A 65-year-old woman had developed cancer of the breast. She had undergone surgery followed by radiotherapy and chemotherapy. A year later she developed ulceration of the chest and was experiencing acute pain. More than this, it was the emotional pain of disfigurement which was most traumatic. All she wanted was relief from the pain and the care of her family.

Unfortunately, as it often happens, when she became weak and unable to eat, her family admitted her to hospital. The disease had taken its toll and the lady died, away from family and home and much against what she had wished.

Looking back at this example, the pain could have been controlled and anxieties of the patient and the family could have been relieved. Regular assessment and frank communication between this woman and her family may have prevented her from suffering in the terminal stage and dying in a strange environment. Neither the doctor nor the family can be blamed because the management of patients with an advanced stage of a disease is not yet developed in our country.

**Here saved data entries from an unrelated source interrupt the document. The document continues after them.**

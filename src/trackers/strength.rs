//! Per-opponent power and land history
//!
//! Entries appear lazily on first observation of a player and rotate
//! 15-minute and 60-minute snapshots of power and land. The attack routine
//! gates on [`PlayersStrengths::strong_enough`], which boosts a player's
//! effective power by one third of the teammates' surplus.

use ahash::AHashMap;

use crate::core::types::{GameTime, PlayerId, TeamId, MINUTE};

/// How recently a player must have been seen to count as "seen lately"
const SEEN_WINDOW: GameTime = 2 * MINUTE;
/// Safety margin, in percent, demanded on top of the strongest enemy
const POWER_MARGIN_PERCENT: u32 = 15;

/// One opponent's recorded history
#[derive(Debug, Clone, Default)]
pub struct PlayerStat {
    pub team: TeamId,
    pub power: u32,
    /// Power roughly 15 minutes ago
    pub old_power: u32,
    /// Power roughly 60 minutes ago
    pub old60_power: u32,
    pub land: u32,
    /// Land roughly 15 minutes ago
    pub old_land: u32,
    /// Land roughly 60 minutes ago
    pub old60_land: u32,
    pub casualties: u32,
    pub last_time_seen: Option<GameTime>,
    last_rotation_15: GameTime,
    last_rotation_60: GameTime,
}

/// Power/land snapshot history for every known player
#[derive(Debug, Default)]
pub struct PlayersStrengths {
    stats: AHashMap<PlayerId, PlayerStat>,
    team_powers: AHashMap<TeamId, u32>,
}

impl PlayersStrengths {
    pub fn new() -> Self {
        Self::default()
    }

    /// Record or overwrite the current snapshot for a player
    ///
    /// The 15- and 60-minute-old values rotate on their own cadence: after
    /// 15 minutes the current value moves into the 15-minute slot, after 60
    /// minutes the 15-minute value moves into the 60-minute slot. The land
    /// fields rotate exactly like the power fields.
    pub fn add(
        &mut self,
        player: PlayerId,
        team: TeamId,
        power: u32,
        land: u32,
        casualties: u32,
        now: GameTime,
    ) {
        let entry = self.stats.entry(player).or_default();
        entry.team = team;
        if now.saturating_sub(entry.last_rotation_15) >= 15 * MINUTE {
            entry.old_power = entry.power;
            entry.old_land = entry.land;
            entry.last_rotation_15 = now;
        }
        if now.saturating_sub(entry.last_rotation_60) >= 60 * MINUTE {
            entry.old60_power = entry.old_power;
            entry.old60_land = entry.old_land;
            entry.last_rotation_60 = now;
        }
        entry.power = power;
        entry.land = land;
        entry.casualties = casualties;
    }

    /// Drop entries for players no longer in the game
    pub fn retain_players(&mut self, alive: &[PlayerId]) {
        self.stats.retain(|player, _| alive.contains(player));
    }

    pub fn get(&self, player: PlayerId) -> Option<&PlayerStat> {
        self.stats.get(&player)
    }

    pub fn player_power(&self, player: PlayerId) -> u32 {
        self.stats.get(&player).map_or(0, |s| s.power)
    }

    pub fn old_player_power(&self, player: PlayerId) -> u32 {
        self.stats.get(&player).map_or(0, |s| s.old_power)
    }

    pub fn old60_player_power(&self, player: PlayerId) -> u32 {
        self.stats.get(&player).map_or(0, |s| s.old60_power)
    }

    pub fn player_land(&self, player: PlayerId) -> u32 {
        self.stats.get(&player).map_or(0, |s| s.land)
    }

    pub fn old_player_land(&self, player: PlayerId) -> u32 {
        self.stats.get(&player).map_or(0, |s| s.old_land)
    }

    pub fn old60_player_land(&self, player: PlayerId) -> u32 {
        self.stats.get(&player).map_or(0, |s| s.old60_land)
    }

    /// Re-sum team power over all known members
    pub fn recalculate_team_power(&mut self) {
        self.team_powers.clear();
        for stat in self.stats.values() {
            if stat.team != TeamId::NONE {
                *self.team_powers.entry(stat.team).or_insert(0) += stat.power;
            }
        }
    }

    pub fn team_power(&self, team: TeamId) -> u32 {
        self.team_powers.get(&team).copied().unwrap_or(0)
    }

    /// Own power plus one third of the teammates' surplus
    pub fn modified_player_power(&self, player: PlayerId) -> u32 {
        let Some(stat) = self.stats.get(&player) else {
            return 0;
        };
        let team_surplus = self.team_power(stat.team).saturating_sub(stat.power);
        stat.power + team_surplus / 3
    }

    pub fn set_last_time_seen(&mut self, player: PlayerId, now: GameTime) {
        if let Some(stat) = self.stats.get_mut(&player) {
            stat.last_time_seen = Some(now);
        }
    }

    /// Seen within the fixed recency window?
    pub fn player_seen_lately(&self, player: PlayerId, now: GameTime) -> bool {
        self.stats
            .get(&player)
            .and_then(|s| s.last_time_seen)
            .is_some_and(|seen| now.saturating_sub(seen) <= SEEN_WINDOW)
    }

    /// Any non-teammate seen within the recency window?
    pub fn any_enemy_seen_lately(&self, me: PlayerId, now: GameTime) -> bool {
        let my_team = self.stats.get(&me).map_or(TeamId::NONE, |s| s.team);
        self.stats
            .iter()
            .filter(|(player, stat)| **player != me && !stat.team.same_team(my_team))
            .any(|(player, _)| self.player_seen_lately(*player, now))
    }

    /// Land of the best-off non-teammate, for land-starvation predicates
    pub fn best_enemy_land(&self, me: PlayerId) -> u32 {
        let my_team = self.stats.get(&me).map_or(TeamId::NONE, |s| s.team);
        self.stats
            .iter()
            .filter(|(player, stat)| **player != me && !stat.team.same_team(my_team))
            .map(|(_, stat)| stat.land)
            .max()
            .unwrap_or(0)
    }

    /// Does our team-boosted power clear the strongest non-teammate's
    /// team-boosted power by the fixed safety margin?
    pub fn strong_enough(&self, me: PlayerId) -> bool {
        let my_team = self.stats.get(&me).map_or(TeamId::NONE, |s| s.team);
        let my_power = self.modified_player_power(me);
        let strongest_enemy = self
            .stats
            .iter()
            .filter(|(player, stat)| **player != me && !stat.team.same_team(my_team))
            .map(|(player, _)| self.modified_player_power(*player))
            .max()
            .unwrap_or(0);
        my_power * 100 >= strongest_enemy * (100 + POWER_MARGIN_PERCENT)
    }

    pub fn count(&self) -> usize {
        self.stats.len()
    }
}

Cancer is a classical example of a terminal disease, and virtually every patient has the need for relief from distressing symptoms and comfort from anxieties during the course of the disease. Both physical and emotional burdens on patients and families drastically affect their quality of life. The worst thing a person can be told at this stage is that "there is nothing more that can be done". This is directly against the philosophy of palliative care, which focuses on the patient as a person, rather than on the disease and believes that something can always be done for these patients.

When a cure is not possible, there is much we can do for these patients to enable them relief and improve their quality of life — in other words, offer palliative care.

Palliative medicine is a medical specialty, which deals with the management of patients with diseases like cancer.

To "palliate" means to "relieve pain" and "to relieve suffering". Gone are the days when one could offer only empathy. What is new is that tremendous progress has been made in the practice of palliative care and it is now possible to combine compassion with science and give expert medical care to relieve the distressing symptoms of an advanced stage of a disease. There is no need for any person to suffer from pain.

In spite of advances made in diagnosis and sophisticated investigations, we find most patients still being helpless.

Let us imagine for a moment when a person is told "You have cancer". No words describe the wave of emotions that would cross the mind of this patient and the family.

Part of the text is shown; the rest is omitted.